When developing and operating oil and gas fields, a large number of engineering decisions need to be taken. These decisions range from the very high-level such as recovery mechanism, facility sizing or well count to more detailed decisions such as individual well placements, well design and completion strategies. Typically, subsurface models play a role in informing these decisions by testing their effect on forecasted production and it is generally held best practice to test them against a wide range of subsurface conditions, a range that expresses the envelope of subsurface uncertainty. Whilst these commonly held objectives are more or less universal, selecting an appropriate subsurface modelling strategy (i.e. what to model & how to model it) to achieve these objectives usually generates more divergent views. Whilst there are always various valid modelling approaches available which are both geologically and numerically valid, a good modelling strategy pays close attention to the type of the specific decisions being taken for the project and the accuracy required to take those decisions.
To align these views, in decision-based modelling, business decisions and their timing were mapped to the models needed to make the estimates that inform them. Dialogue between the disciplines established the accuracy required for these estimates, and these discussions often revealed surprising opportunities to simplify processes and accelerate delivery. The outcome is a common view on a decision-driven modeling strategy that enables business decisions to be taken efficiently.

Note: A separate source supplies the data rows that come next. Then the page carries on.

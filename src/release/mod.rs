//! The release sequence
//!
//! A release runs through a fixed series of phases. Each phase is gated by a
//! field of [`ReleaseState`] and the state is saved as soon as a phase completes,
//! so a run can be interrupted at any point (including at the operator prompt)
//! and resumed by running again in the same directory.
//!
//! The version bump is committed to a side branch ([`TMP_BRANCH_NAME`]) and the
//! working branch is reset to its original tip while the candidate is evaluated.
//! Accepting the candidate tags the release commit and fast-forwards the working
//! branch onto the side branch; failing it deletes the side branch and the state.

pub mod compile;
pub mod decision;
pub mod review;
pub mod upload;

use crate::archive;
use crate::core::config::{NO_TESTS_EXIT_CODE, ReleaseConfig};
use crate::core::error::{ReleaseError, ResultExt, ShipError, ShipResult, StateError};
use crate::core::process;
use crate::core::state::ReleaseState;
use crate::core::vcs::{self, SourceControl, TMP_BRANCH_NAME};
use crate::core::version::{self, Version};
use crate::feed::publish::{FeedPublisher, PublishOptions};
use crate::feed::{Feed, Implementation, Phase};
use compile::BinaryCompiler;
use decision::{Candidate, CandidateChoice, Decider};
use std::fs;
use std::path::{Path, PathBuf};
use std::process::Command;
use tracing::info;
use upload::{Artifact, SizeProbe, UploadVerifier};

/// Pattern for outstanding-work markers reported before a release
const TODO_PATTERN: &str = "TODO|FIXME|XXX";

/// File names derived from the feed name and release version
#[derive(Debug, Clone)]
struct Layout {
  version: String,
  archive_name: String,
  /// Path prefix inside the archive
  prefix: String,
  archive_file: PathBuf,
  /// Top-level directory of the unpacked archive
  extracted: PathBuf,
  extracted_feed: PathBuf,
  src_feed: PathBuf,
  changelog: PathBuf,
}

impl Layout {
  fn new(work_dir: &Path, feed: &Feed, version: &str, feed_rel: &Path) -> Self {
    let archive_name = feed.archive_name(version);
    let prefix = if feed.release.add_toplevel_directory {
      format!("{}/{}", archive_name, feed.name)
    } else {
      archive_name.clone()
    };
    Self {
      version: version.to_string(),
      archive_file: work_dir.join(archive::archive_file_name(&archive_name)),
      extracted: work_dir.join(&archive_name),
      extracted_feed: work_dir.join(&prefix).join(feed_rel),
      src_feed: work_dir.join(format!("{}.xml", archive_name)),
      changelog: work_dir.join(format!("changelog-{}", version)),
      archive_name,
      prefix,
    }
  }

  fn archive_basename(&self) -> String {
    archive::archive_file_name(&self.archive_name)
  }
}

/// Directory an implementation lives in, relative to its feed
fn impl_dir(feed_path: &Path, implementation: &Implementation) -> PathBuf {
  let dir = feed_path.parent().unwrap_or(Path::new("."));
  if implementation.id.starts_with('.') {
    dir.join(&implementation.id)
  } else {
    dir.to_path_buf()
  }
}

fn run_hooks(phase: Phase, commands: &[&str], cwd: &Path, version: &str) -> ShipResult<()> {
  info!("Running hooks for phase '{}'", phase);
  for command in commands {
    println!("[{}]: {}", phase, command);
    process::run_shell(command, cwd, &[("RELEASE_VERSION", version)])?;
  }
  Ok(())
}

fn today() -> String {
  chrono::Local::now().format("%Y-%m-%d").to_string()
}

/// One release attempt in a releases directory
pub struct ReleaseSession<'a> {
  config: &'a ReleaseConfig,
  work_dir: PathBuf,
  scm: &'a dyn SourceControl,
  publisher: &'a dyn FeedPublisher,
  probe: &'a dyn SizeProbe,
  decider: &'a mut dyn Decider,
  state: ReleaseState,
}
//! External command execution
//!
//! Everything shiprel delegates (hooks, the publish tool, build agents, upload
//! commands, self-tests) runs through here so failures all surface as
//! `ShipError::CommandFailed` with the command line attached.

use crate::core::error::{ShipError, ShipResult};
use std::ffi::OsStr;
use std::path::Path;
use std::process::{Command, ExitStatus};
use tracing::info;

/// Render a command line for messages
pub fn describe(cmd: &Command) -> String {
  std::iter::once(cmd.get_program())
    .chain(cmd.get_args())
    .map(|s| s.to_string_lossy().into_owned())
    .collect::<Vec<_>>()
    .join(" ")
}

/// Run a command with inherited stdio and return its exit status
pub fn call(cmd: &mut Command) -> ShipResult<ExitStatus> {
  let line = describe(cmd);
  info!("Executing {}", line);
  cmd
    .status()
    .map_err(|e| ShipError::message(format!("Failed to execute {}: {}", line, e)))
}

/// Run a command and fail unless it exits successfully
pub fn check_call(cmd: &mut Command) -> ShipResult<()> {
  let status = call(cmd)?;
  if status.success() {
    Ok(())
  } else {
    Err(ShipError::CommandFailed {
      command: describe(cmd),
      code: status.code(),
    })
  }
}

/// Run a shell snippet (`sh -c SCRIPT`) in `cwd` with extra environment
pub fn run_shell(script: &str, cwd: &Path, env: &[(&str, &str)]) -> ShipResult<()> {
  let mut cmd = Command::new("sh");
  cmd.arg("-c").arg(script).current_dir(cwd);
  for (key, val) in env {
    cmd.env(key, val);
  }

  let status = call(&mut cmd)?;
  if status.success() {
    Ok(())
  } else {
    Err(ShipError::CommandFailed {
      command: script.to_string(),
      code: status.code(),
    })
  }
}

/// Print and run a user command, passing `args` as its positional parameters
///
/// Runs `sh -c COMMAND - ARGS...`, so the command refers to them as `"$@"`.
pub fn show_and_run<S: AsRef<OsStr>>(command: &str, args: &[S], cwd: &Path, env: &[(&str, &str)]) -> ShipResult<()> {
  let shown: Vec<String> = args
    .iter()
    .map(|a| format!("[{}]", a.as_ref().to_string_lossy()))
    .collect();
  println!("Executing: {} {}", command, shown.join(" "));

  let mut cmd = Command::new("sh");
  cmd.arg("-c").arg(command).arg("-").args(args).current_dir(cwd);
  for (key, val) in env {
    cmd.env(key, val);
  }

  let status = call(&mut cmd)?;
  if status.success() {
    Ok(())
  } else {
    Err(ShipError::CommandFailed {
      command: command.to_string(),
      code: status.code(),
    })
  }
}
//! Tests for the `status` command

use crate::helpers::*;
use anyhow::Result;

#[test]
fn test_status_without_release() -> Result<()> {
  let fixture = ReleaseFixture::new()?;

  let output = run_shiprel(&fixture.releases, &["status"])?;
  assert!(stdout(&output).contains("No release in progress"));

  Ok(())
}

#[test]
fn test_status_json_reports_progress() -> Result<()> {
  let fixture = ReleaseFixture::new()?;
  std::fs::write(
    fixture.releases.join("release-status"),
    "release_version=1.0\nhead_before_release=abc\nnew_snapshot_version=def\ncreated_archive=true\n",
  )?;

  let output = run_shiprel(&fixture.releases, &["status", "--json"])?;
  let status: serde_json::Value = serde_json::from_slice(&output.stdout)?;
  assert_eq!(status["in_progress"], true);
  assert_eq!(status["next_step"], "run_tests");
  assert_eq!(status["state"]["release_version"], "1.0");
  assert_eq!(status["state"]["created_archive"], true);

  Ok(())
}

#[test]
fn test_status_rejects_corrupt_file() -> Result<()> {
  let fixture = ReleaseFixture::new()?;
  std::fs::write(fixture.releases.join("release-status"), "what is this\n")?;

  let output = run_shiprel_with_input(&fixture.releases, &["status"], "", &[])?;
  assert!(!output.status.success());
  assert!(stderr(&output).contains("release-status"));

  Ok(())
}

#[test]
fn test_status_reads_releases_directory_from_flag() -> Result<()> {
  let fixture = ReleaseFixture::new()?;
  std::fs::write(
    fixture.releases.join("release-status"),
    "release_version=1.0\nhead_before_release=abc\n",
  )?;
  let releases = fixture.releases.to_str().unwrap();

  // Run from the repository, not the releases directory
  let output = run_shiprel(&fixture.repo, &["status", "--json", "--config", releases])?;
  let status: serde_json::Value = serde_json::from_slice(&output.stdout)?;
  assert_eq!(status["in_progress"], true);
  assert_eq!(status["next_step"], "commit_snapshot");

  let output = run_shiprel(&fixture.repo, &["status"])?;
  assert!(stdout(&output).contains("No release in progress"));

  Ok(())
}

This strategy, and the subsequent delivery plan that is developed from it is seen as a key to success.
This paper describes the decision-based approach taken in the subsurface modelling required to support quality development decisions for the development of two of KOC's Heavy oil fields through the Enhanced Technical Service Agreement (ETSA) between Shell and KOC. In this particular application of the process, the suite of models to be built has been mutually agreed at the start by the integrated development team through a structured collaborative workshop, or Model Framing Event. A fullfield and a sector model for 2 different fields are discussed to exemplify the link between required decision and supporting modelling approach.